The braced production jacket (1,000 ton) features vertical legs, extending up to sub-cellar deck level and is supported by six main piles. The stabbing point of the topsides is just below the lowest deck elevation.

This enabled fabrication of the topsides from sub-cellar deck level as a single lift structure, without the need for deck-leg extensions.

One of the middle legs supports the pedestal crane, the other a tubular vent stack that extends 74 m above the top deck.

In the lay-out, space has been incorporated for future facilities, such as main gas compressors, water injection, separators of satellite fields, and methanol-recovery distillation.

A 100-cu m methanol tank, sized for these future developments, is integrated into the cellar deck. Three of the six 1.38-m diameter main columns of the topsides are used for storing diesel oil.

The utility area with the diesel generators and sea water and firewater pumps is separated from the process area by a blast wall over the full width of the platform.

Export pipeline

The gas is exported via a 19 km, 24-in. pipeline that ties in to the 36-in.
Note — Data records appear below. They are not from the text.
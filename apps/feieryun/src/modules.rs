//! Feieryun business modules.
//!
//! The cloud modules carry admin and API aliases: the admin console mounts
//! servers under `cloud-server` and the API exposes them as `cloud-servers`.

use drycore_kernel::{ModuleCatalog, ModuleCatalogError, ModuleDefinition, core_modules};

pub fn dashboard() -> ModuleDefinition {
    ModuleDefinition::new("dashboard", "Dashboard")
}

pub fn server() -> ModuleDefinition {
    ModuleDefinition::new("server", "Cloud Servers")
        .with_admin_key("cloud-server")
        .with_api_key("cloud-servers")
}

pub fn domain() -> ModuleDefinition {
    ModuleDefinition::new("domain", "Domains")
        .with_admin_key("domain")
        .with_api_key("domains")
}

pub fn storage() -> ModuleDefinition {
    ModuleDefinition::new("storage", "Cloud Storage")
        .with_admin_key("storage")
        .with_api_key("storages")
}

pub fn database() -> ModuleDefinition {
    ModuleDefinition::new("database", "Cloud Databases")
        .with_admin_key("database")
        .with_api_key("databases")
}

pub fn website() -> ModuleDefinition {
    ModuleDefinition::new("website", "Websites")
        .with_admin_key("website")
        .with_api_key("websites")
}

// Client portal sections.

pub fn services() -> ModuleDefinition {
    ModuleDefinition::new("services", "My Services")
}

pub fn market() -> ModuleDefinition {
    ModuleDefinition::new("market", "Marketplace")
}

pub fn bills() -> ModuleDefinition {
    ModuleDefinition::new("bills", "Billing")
}

pub fn tickets() -> ModuleDefinition {
    ModuleDefinition::new("tickets", "Support Tickets")
}

/// The kernel's core modules plus every Feieryun module.
pub fn app_modules() -> Result<ModuleCatalog, ModuleCatalogError> {
    core_modules()
        .with("DASHBOARD", dashboard())?
        .with("SERVER", server())?
        .with("DOMAIN", domain())?
        .with("STORAGE", storage())?
        .with("DATABASE", database())?
        .with("WEBSITE", website())?
        .with("SERVICES", services())?
        .with("MARKET", market())?
        .with("BILLS", bills())?
        .with("TICKETS", tickets())
}
//! Derives an endpoint-specific menu tree from base menu definitions.

use tracing::debug;

use super::definition::{MenuChildDefinition, MenuConfig, MenuItemDefinition};
use crate::endpoint::EndpointType;

/// Hook applied to the filtered definitions before materialization.
///
/// Lets an application add, drop or relabel entries for one endpoint without
/// forking the shared base definitions.
pub type MenuCustomizer<'a> = &'a dyn Fn(Vec<MenuItemDefinition>) -> Vec<MenuItemDefinition>;

/// Builds per-endpoint menu trees from one shared set of definitions.
#[derive(Debug, Clone, Default)]
pub struct MenuTreeBuilder {
    definitions: Vec<MenuItemDefinition>,
}

impl MenuTreeBuilder {
    pub fn new(definitions: Vec<MenuItemDefinition>) -> Self {
        Self { definitions }
    }

    pub fn definitions(&self) -> &[MenuItemDefinition] {
        &self.definitions
    }

    /// Build the tree for `endpoint` without customization.
    pub fn build(&self, endpoint: EndpointType) -> Vec<MenuConfig> {
        build_menu(&self.definitions, endpoint, None)
    }

    /// Build the tree for `endpoint`, passing the filtered definitions
    /// through `customizer` first.
    pub fn build_with(
        &self,
        endpoint: EndpointType,
        customizer: MenuCustomizer<'_>,
    ) -> Vec<MenuConfig> {
        build_menu(&self.definitions, endpoint, Some(customizer))
    }
}

/// Build the menu tree for one endpoint type.
///
/// Items and children whose `available_for` excludes `endpoint` are dropped,
/// the optional customizer runs on what remains, and each item is then
/// materialized. Definition order is preserved; sorting by `order` happens
/// when the tree is filtered for a user.
pub fn build_menu(
    definitions: &[MenuItemDefinition],
    endpoint: EndpointType,
    customizer: Option<MenuCustomizer<'_>>,
) -> Vec<MenuConfig> {
    let mut items: Vec<MenuItemDefinition> = definitions
        .iter()
        .filter(|item| item.is_available_for(endpoint))
        .map(|item| {
            let mut item = item.clone();
            item.children.retain(|child| child.is_available_for(endpoint));
            item
        })
        .collect();

    if let Some(customize) = customizer {
        items = customize(items);
    }

    let menu: Vec<MenuConfig> = items
        .iter()
        .map(|item| materialize_item(item, endpoint))
        .collect();

    debug!(
        endpoint = %endpoint,
        definitions = definitions.len(),
        items = menu.len(),
        "built menu tree"
    );

    menu
}

fn materialize_item(item: &MenuItemDefinition, endpoint: EndpointType) -> MenuConfig {
    let label = match (&item.client_label, endpoint) {
        (Some(label), EndpointType::Client) => label.clone(),
        _ => item.module.label.clone(),
    };

    let (component, children) = if item.children.is_empty() {
        (Some(format!("@/pages/{endpoint}/{}/index", item.id)), Vec::new())
    } else {
        let children = item
            .children
            .iter()
            .map(|child| materialize_child(&item.id, child, endpoint))
            .collect();
        (None, children)
    };

    MenuConfig {
        key: item.id.clone(),
        label,
        icon: Some(item.icon.clone()),
        path: item.path.clone().unwrap_or_else(|| format!("/{}", item.id)),
        order: item.order,
        permissions: item.permissions.clone(),
        component,
        hide_in_menu: false,
        children,
    }
}

fn materialize_child(
    parent_id: &str,
    child: &MenuChildDefinition,
    endpoint: EndpointType,
) -> MenuConfig {
    let path = match child.path.as_deref() {
        Some(path) if path.starts_with('/') => path.to_string(),
        Some(relative) => format!("/{parent_id}/{relative}"),
        None => format!("/{parent_id}/{}", child.id),
    };

    MenuConfig {
        key: format!("{parent_id}-{}", child.id),
        label: child.label.clone(),
        icon: None,
        path,
        order: child.order.unwrap_or(1),
        permissions: child.permissions.clone(),
        component: Some(format!("@/pages/{endpoint}/{parent_id}/{}", child.id)),
        hide_in_menu: child.hide_in_menu,
        children: Vec::new(),
    }
}
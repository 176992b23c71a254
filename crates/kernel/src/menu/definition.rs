//! Menu definitions (input) and materialized menu nodes (output).

use std::collections::BTreeSet;

use serde::{Deserialize, Serialize};

use crate::endpoint::EndpointType;
use crate::module::ModuleDefinition;

/// A top-level menu entry as an application declares it.
///
/// The entry is tied to a business module, whose label it shows unless an
/// endpoint-specific label applies.
#[derive(Debug, Clone, PartialEq, Eq, Serialize, Deserialize)]
#[serde(rename_all = "camelCase")]
pub struct MenuItemDefinition {
    pub id: String,
    pub module: ModuleDefinition,
    pub icon: String,
    pub order: i32,
    /// Endpoint types allowed to see this entry. Empty means none.
    #[serde(default)]
    pub available_for: BTreeSet<EndpointType>,
    /// Any one of these grants access; empty means no requirement.
    #[serde(default, skip_serializing_if = "Vec::is_empty")]
    pub permissions: Vec<String>,
    #[serde(default, skip_serializing_if = "Option::is_none")]
    pub path: Option<String>,
    /// Label used instead of the module label on the client endpoint.
    #[serde(default, skip_serializing_if = "Option::is_none")]
    pub client_label: Option<String>,
    #[serde(default, skip_serializing_if = "Vec::is_empty")]
    pub children: Vec<MenuChildDefinition>,
}

impl MenuItemDefinition {
    pub fn new(
        id: impl Into<String>,
        module: ModuleDefinition,
        icon: impl Into<String>,
        order: i32,
    ) -> Self {
        Self {
            id: id.into(),
            module,
            icon: icon.into(),
            order,
            available_for: BTreeSet::new(),
            permissions: Vec::new(),
            path: None,
            client_label: None,
            children: Vec::new(),
        }
    }

    pub fn available_for(mut self, endpoints: impl IntoIterator<Item = EndpointType>) -> Self {
        self.available_for.extend(endpoints);
        self
    }

    pub fn permissions<S: Into<String>>(
        mut self,
        permissions: impl IntoIterator<Item = S>,
    ) -> Self {
        self.permissions.extend(permissions.into_iter().map(Into::into));
        self
    }

    pub fn path(mut self, path: impl Into<String>) -> Self {
        self.path = Some(path.into());
        self
    }

    pub fn client_label(mut self, label: impl Into<String>) -> Self {
        self.client_label = Some(label.into());
        self
    }

    pub fn child(mut self, child: MenuChildDefinition) -> Self {
        self.children.push(child);
        self
    }

    pub fn is_available_for(&self, endpoint: EndpointType) -> bool {
        self.available_for.contains(&endpoint)
    }
}

/// A second-level menu entry.
#[derive(Debug, Clone, PartialEq, Eq, Serialize, Deserialize)]
#[serde(rename_all = "camelCase")]
pub struct MenuChildDefinition {
    pub id: String,
    pub label: String,
    #[serde(default)]
    pub available_for: BTreeSet<EndpointType>,
    #[serde(default, skip_serializing_if = "Vec::is_empty")]
    pub permissions: Vec<String>,
    /// Absolute (`/x/y`) or relative to the parent (`detail/:id`).
    #[serde(default, skip_serializing_if = "Option::is_none")]
    pub path: Option<String>,
    #[serde(default, skip_serializing_if = "Option::is_none")]
    pub order: Option<i32>,
    /// Routable but never rendered in navigation (e.g. detail pages).
    #[serde(default)]
    pub hide_in_menu: bool,
}

impl MenuChildDefinition {
    pub fn new(id: impl Into<String>, label: impl Into<String>) -> Self {
        Self {
            id: id.into(),
            label: label.into(),
            available_for: BTreeSet::new(),
            permissions: Vec::new(),
            path: None,
            order: None,
            hide_in_menu: false,
        }
    }

    pub fn available_for(mut self, endpoints: impl IntoIterator<Item = EndpointType>) -> Self {
        self.available_for.extend(endpoints);
        self
    }

    pub fn permissions<S: Into<String>>(
        mut self,
        permissions: impl IntoIterator<Item = S>,
    ) -> Self {
        self.permissions.extend(permissions.into_iter().map(Into::into));
        self
    }

    pub fn path(mut self, path: impl Into<String>) -> Self {
        self.path = Some(path.into());
        self
    }

    pub fn order(mut self, order: i32) -> Self {
        self.order = Some(order);
        self
    }

    pub fn hide_in_menu(mut self) -> Self {
        self.hide_in_menu = true;
        self
    }

    pub fn is_available_for(&self, endpoint: EndpointType) -> bool {
        self.available_for.contains(&endpoint)
    }
}

/// A materialized menu node, as served to the client.
#[derive(Debug, Clone, PartialEq, Eq, Serialize, Deserialize)]
#[serde(rename_all = "camelCase")]
pub struct MenuConfig {
    pub key: String,
    pub label: String,
    #[serde(default, skip_serializing_if = "Option::is_none")]
    pub icon: Option<String>,
    pub path: String,
    pub order: i32,
    #[serde(default, skip_serializing_if = "Vec::is_empty")]
    pub permissions: Vec<String>,
    /// Front-end page module rendered for this node, if any.
    #[serde(default, skip_serializing_if = "Option::is_none")]
    pub component: Option<String>,
    #[serde(default, skip_serializing_if = "std::ops::Not::not")]
    pub hide_in_menu: bool,
    #[serde(default, skip_serializing_if = "Vec::is_empty")]
    pub children: Vec<MenuConfig>,
}
//! Endpoint types: the kind of audience an application surface serves.

use std::fmt;
use std::str::FromStr;

use serde::{Deserialize, Serialize};
use thiserror::Error;

/// The audience an application surface is built for.
///
/// A single application (e.g. `feieryun`) is usually exposed through several
/// endpoints, each on its own domain and each with its own menu tree.
#[derive(Debug, Clone, Copy, PartialEq, Eq, Hash, PartialOrd, Ord, Serialize, Deserialize)]
#[serde(rename_all = "lowercase")]
pub enum EndpointType {
    Admin,
    Client,
    Partner,
    Staff,
    Api,
}

impl EndpointType {
    /// All endpoint types, in declaration order.
    pub const ALL: [EndpointType; 5] = [
        EndpointType::Admin,
        EndpointType::Client,
        EndpointType::Partner,
        EndpointType::Staff,
        EndpointType::Api,
    ];

    /// Stable lowercase name, used in component paths and response headers.
    pub fn as_str(&self) -> &'static str {
        match self {
            Self::Admin => "admin",
            Self::Client => "client",
            Self::Partner => "partner",
            Self::Staff => "staff",
            Self::Api => "api",
        }
    }
}

impl fmt::Display for EndpointType {
    fn fmt(&self, f: &mut fmt::Formatter<'_>) -> fmt::Result {
        f.write_str(self.as_str())
    }
}

/// An endpoint name that is not one of the known types.
#[derive(Debug, Error)]
#[error("unknown endpoint type '{0}'. Valid types: admin, client, partner, staff, api")]
pub struct UnknownEndpointType(pub String);

impl FromStr for EndpointType {
    type Err = UnknownEndpointType;

    fn from_str(s: &str) -> Result<Self, Self::Err> {
        match s.trim().to_ascii_lowercase().as_str() {
            "admin" => Ok(Self::Admin),
            "client" => Ok(Self::Client),
            "partner" => Ok(Self::Partner),
            "staff" => Ok(Self::Staff),
            "api" => Ok(Self::Api),
            _ => Err(UnknownEndpointType(s.to_string())),
        }
    }
}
Nogat trunkline which transports gas of several operators to the terminal near Den Helder.

When this Nogat line was laid, it had been provided with a number of split tees welded on the pipe.

Thus, it was possible to make an underwater hot tap for the L9 tie-in by drilling through such a tee without any underwater welding. The valve arrangement installed at this tie-in also includes a branch for a future 16-n. pipeline.

The Authors

Leo Festen is a process engineer with Stork Engineers & Contractors, Schiedam, The Netherlands, the company that resulted from the merger of Stork Protech and Stork Comprimo. Festen has 20 years' experience in the design of facilities for the chemical and oil and gas industries. He worked in Stork offices in The Netherlands, the Middle East, and Malaysia. Festen holds an MS in chemical engineering from Groningen State University.
Arjan Gerritse has been a process engineer with Stork Engineers & Contractors B.V., Schiedam, since 1995 and worked on the NAM L9 project during the basic and detailed design phase. He has previously worked at DSM Research, Geleen, and holds an MS in chemical engineering from Delft University of Technology.
Sandor Schrameijer has been a process engineer with Shell International Exploration & Production B.V. since 1990. He has been seconded to Petroleum Development Oman and to NAM, The Netherlands, and worked as process and project engineer. His last job was mechanical/process engineer on the L9 gas-development project. Schrameijer holds an MS in chemical engineering from Delft University of Technology.